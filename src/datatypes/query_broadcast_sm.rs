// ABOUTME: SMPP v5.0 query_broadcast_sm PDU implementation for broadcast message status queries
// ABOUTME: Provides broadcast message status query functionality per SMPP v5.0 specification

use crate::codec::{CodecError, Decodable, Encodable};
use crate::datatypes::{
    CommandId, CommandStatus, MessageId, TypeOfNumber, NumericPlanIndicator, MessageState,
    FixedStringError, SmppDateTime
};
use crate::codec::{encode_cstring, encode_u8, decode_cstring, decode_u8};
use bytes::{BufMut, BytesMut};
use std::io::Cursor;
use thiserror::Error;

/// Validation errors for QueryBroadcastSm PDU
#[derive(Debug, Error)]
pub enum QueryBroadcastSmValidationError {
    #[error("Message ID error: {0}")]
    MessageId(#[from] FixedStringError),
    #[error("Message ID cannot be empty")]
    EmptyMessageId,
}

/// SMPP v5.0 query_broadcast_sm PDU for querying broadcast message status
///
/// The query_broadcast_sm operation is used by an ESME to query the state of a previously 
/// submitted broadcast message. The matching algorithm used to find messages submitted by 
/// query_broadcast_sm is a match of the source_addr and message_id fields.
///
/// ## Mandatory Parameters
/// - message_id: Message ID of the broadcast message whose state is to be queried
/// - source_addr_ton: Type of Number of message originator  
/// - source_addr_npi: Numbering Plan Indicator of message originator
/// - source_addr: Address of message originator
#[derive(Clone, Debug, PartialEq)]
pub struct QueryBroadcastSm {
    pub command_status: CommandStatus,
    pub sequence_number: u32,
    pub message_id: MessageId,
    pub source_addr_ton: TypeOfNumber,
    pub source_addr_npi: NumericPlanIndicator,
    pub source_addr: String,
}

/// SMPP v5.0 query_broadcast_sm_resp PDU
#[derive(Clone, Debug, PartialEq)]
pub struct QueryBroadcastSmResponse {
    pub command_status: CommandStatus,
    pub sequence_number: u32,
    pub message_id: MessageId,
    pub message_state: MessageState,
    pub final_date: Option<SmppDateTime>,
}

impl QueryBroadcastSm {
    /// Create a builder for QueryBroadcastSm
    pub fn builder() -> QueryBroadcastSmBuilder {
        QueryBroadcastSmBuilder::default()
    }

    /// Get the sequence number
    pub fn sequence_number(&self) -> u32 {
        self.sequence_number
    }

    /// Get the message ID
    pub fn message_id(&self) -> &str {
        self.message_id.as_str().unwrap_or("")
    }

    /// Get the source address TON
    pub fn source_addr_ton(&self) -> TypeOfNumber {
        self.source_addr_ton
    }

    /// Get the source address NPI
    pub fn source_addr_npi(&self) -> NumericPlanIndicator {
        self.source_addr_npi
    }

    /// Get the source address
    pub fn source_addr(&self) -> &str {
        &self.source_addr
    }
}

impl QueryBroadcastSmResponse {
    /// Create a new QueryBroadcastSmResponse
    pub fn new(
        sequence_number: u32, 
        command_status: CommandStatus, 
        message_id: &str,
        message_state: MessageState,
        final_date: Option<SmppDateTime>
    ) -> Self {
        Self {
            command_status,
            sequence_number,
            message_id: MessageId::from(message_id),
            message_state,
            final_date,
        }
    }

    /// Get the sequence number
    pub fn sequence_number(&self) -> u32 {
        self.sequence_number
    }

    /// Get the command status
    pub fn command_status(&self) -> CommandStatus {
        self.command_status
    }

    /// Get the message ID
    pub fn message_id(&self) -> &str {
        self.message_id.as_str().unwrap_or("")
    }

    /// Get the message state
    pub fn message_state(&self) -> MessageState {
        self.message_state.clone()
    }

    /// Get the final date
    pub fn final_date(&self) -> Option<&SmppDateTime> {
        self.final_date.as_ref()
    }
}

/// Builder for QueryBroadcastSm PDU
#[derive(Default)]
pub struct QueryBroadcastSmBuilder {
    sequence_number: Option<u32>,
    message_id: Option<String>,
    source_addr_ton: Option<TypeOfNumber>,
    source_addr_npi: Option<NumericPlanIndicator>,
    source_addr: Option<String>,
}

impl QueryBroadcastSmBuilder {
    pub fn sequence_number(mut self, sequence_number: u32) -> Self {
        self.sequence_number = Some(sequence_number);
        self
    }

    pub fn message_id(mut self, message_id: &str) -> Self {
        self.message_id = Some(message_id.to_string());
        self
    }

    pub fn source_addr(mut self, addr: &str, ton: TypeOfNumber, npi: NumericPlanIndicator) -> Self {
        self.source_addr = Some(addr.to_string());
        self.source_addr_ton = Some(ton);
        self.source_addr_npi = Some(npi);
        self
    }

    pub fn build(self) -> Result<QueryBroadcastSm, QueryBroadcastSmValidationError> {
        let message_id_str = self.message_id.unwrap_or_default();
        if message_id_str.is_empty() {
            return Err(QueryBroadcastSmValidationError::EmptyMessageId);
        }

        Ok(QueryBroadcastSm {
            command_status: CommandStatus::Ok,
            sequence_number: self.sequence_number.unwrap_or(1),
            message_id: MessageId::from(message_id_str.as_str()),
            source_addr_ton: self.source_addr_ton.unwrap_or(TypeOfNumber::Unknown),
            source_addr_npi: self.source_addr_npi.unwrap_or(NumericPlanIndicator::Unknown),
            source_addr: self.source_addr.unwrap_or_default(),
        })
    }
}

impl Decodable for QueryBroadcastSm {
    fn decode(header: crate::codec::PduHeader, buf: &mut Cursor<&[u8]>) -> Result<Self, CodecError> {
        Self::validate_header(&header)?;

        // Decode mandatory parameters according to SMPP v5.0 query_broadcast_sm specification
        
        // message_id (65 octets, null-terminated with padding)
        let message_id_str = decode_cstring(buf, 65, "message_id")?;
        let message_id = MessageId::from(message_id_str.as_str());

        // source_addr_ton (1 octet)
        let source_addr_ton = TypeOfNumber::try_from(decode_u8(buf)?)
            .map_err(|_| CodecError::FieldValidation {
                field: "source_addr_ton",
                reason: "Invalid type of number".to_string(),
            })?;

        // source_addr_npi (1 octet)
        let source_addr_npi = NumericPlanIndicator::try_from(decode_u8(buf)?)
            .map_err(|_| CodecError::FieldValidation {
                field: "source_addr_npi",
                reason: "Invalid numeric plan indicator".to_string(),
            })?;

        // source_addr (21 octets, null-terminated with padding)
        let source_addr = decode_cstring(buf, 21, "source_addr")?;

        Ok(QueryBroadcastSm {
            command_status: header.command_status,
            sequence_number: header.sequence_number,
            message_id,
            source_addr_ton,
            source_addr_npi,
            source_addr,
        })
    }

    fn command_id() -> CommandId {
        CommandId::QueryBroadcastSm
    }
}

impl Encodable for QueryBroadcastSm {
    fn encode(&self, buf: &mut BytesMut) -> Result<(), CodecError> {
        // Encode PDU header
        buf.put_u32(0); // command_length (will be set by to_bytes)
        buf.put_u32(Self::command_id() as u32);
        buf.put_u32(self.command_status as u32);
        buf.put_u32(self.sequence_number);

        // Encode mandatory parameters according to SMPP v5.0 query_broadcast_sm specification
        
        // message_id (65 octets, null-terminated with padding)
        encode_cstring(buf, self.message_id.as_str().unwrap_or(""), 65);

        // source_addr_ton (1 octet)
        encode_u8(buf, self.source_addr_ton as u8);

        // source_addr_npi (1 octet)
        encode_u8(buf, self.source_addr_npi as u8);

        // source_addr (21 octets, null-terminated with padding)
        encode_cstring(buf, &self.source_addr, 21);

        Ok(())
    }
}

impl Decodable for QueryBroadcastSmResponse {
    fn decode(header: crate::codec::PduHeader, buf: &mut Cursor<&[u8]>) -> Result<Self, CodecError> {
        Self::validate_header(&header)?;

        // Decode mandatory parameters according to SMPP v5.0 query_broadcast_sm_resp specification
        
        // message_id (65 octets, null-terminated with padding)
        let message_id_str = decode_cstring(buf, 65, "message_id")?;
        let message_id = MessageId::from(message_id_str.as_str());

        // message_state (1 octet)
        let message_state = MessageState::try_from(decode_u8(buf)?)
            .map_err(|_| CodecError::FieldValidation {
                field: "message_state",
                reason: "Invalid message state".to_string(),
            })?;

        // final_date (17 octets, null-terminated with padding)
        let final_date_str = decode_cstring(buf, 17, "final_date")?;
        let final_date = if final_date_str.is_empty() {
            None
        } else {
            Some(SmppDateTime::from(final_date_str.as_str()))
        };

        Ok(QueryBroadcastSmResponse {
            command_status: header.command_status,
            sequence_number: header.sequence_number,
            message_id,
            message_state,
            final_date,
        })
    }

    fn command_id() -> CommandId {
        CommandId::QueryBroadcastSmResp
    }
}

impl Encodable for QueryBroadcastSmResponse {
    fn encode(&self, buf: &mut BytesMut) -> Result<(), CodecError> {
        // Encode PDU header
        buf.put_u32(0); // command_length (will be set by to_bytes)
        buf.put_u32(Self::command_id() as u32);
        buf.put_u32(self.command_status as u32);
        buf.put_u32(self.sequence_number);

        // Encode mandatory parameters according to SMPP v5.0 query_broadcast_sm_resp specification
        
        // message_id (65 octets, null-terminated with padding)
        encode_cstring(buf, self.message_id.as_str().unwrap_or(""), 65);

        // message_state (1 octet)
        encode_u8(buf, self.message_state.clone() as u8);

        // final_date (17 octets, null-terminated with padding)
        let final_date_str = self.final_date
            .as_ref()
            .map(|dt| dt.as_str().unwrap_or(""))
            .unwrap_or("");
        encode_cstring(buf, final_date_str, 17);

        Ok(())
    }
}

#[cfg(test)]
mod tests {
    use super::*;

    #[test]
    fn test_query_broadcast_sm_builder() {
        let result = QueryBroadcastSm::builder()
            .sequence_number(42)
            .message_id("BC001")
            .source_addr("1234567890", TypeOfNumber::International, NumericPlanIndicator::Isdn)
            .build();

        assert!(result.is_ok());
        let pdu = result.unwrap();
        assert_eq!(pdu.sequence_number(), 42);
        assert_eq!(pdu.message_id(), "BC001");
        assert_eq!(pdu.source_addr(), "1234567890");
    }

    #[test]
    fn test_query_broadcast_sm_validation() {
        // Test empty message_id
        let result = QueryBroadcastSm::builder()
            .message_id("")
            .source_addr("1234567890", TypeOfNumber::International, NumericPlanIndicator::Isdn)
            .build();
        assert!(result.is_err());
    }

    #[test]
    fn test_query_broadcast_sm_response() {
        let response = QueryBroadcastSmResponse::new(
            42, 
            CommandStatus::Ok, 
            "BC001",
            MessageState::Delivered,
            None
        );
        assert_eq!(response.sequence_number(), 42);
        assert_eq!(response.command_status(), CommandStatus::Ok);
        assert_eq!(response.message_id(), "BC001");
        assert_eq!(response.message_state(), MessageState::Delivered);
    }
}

****************************************

Above are some records; copy exactly the lines from the one with "encode_u8(buf, self.source_addr_npi as" through the one with "let message_state = MessageState::try_from(decode_u8(buf)?)", both included, and no others.

        encode_u8(buf, self.source_addr_npi as u8);

        // source_addr (21 octets, null-terminated with padding)
        encode_cstring(buf, &self.source_addr, 21);

        Ok(())
    }
}

impl Decodable for QueryBroadcastSmResponse {
    fn decode(header: crate::codec::PduHeader, buf: &mut Cursor<&[u8]>) -> Result<Self, CodecError> {
        Self::validate_header(&header)?;

        // Decode mandatory parameters according to SMPP v5.0 query_broadcast_sm_resp specification
        
        // message_id (65 octets, null-terminated with padding)
        let message_id_str = decode_cstring(buf, 65, "message_id")?;
        let message_id = MessageId::from(message_id_str.as_str());

        // message_state (1 octet)
        let message_state = MessageState::try_from(decode_u8(buf)?)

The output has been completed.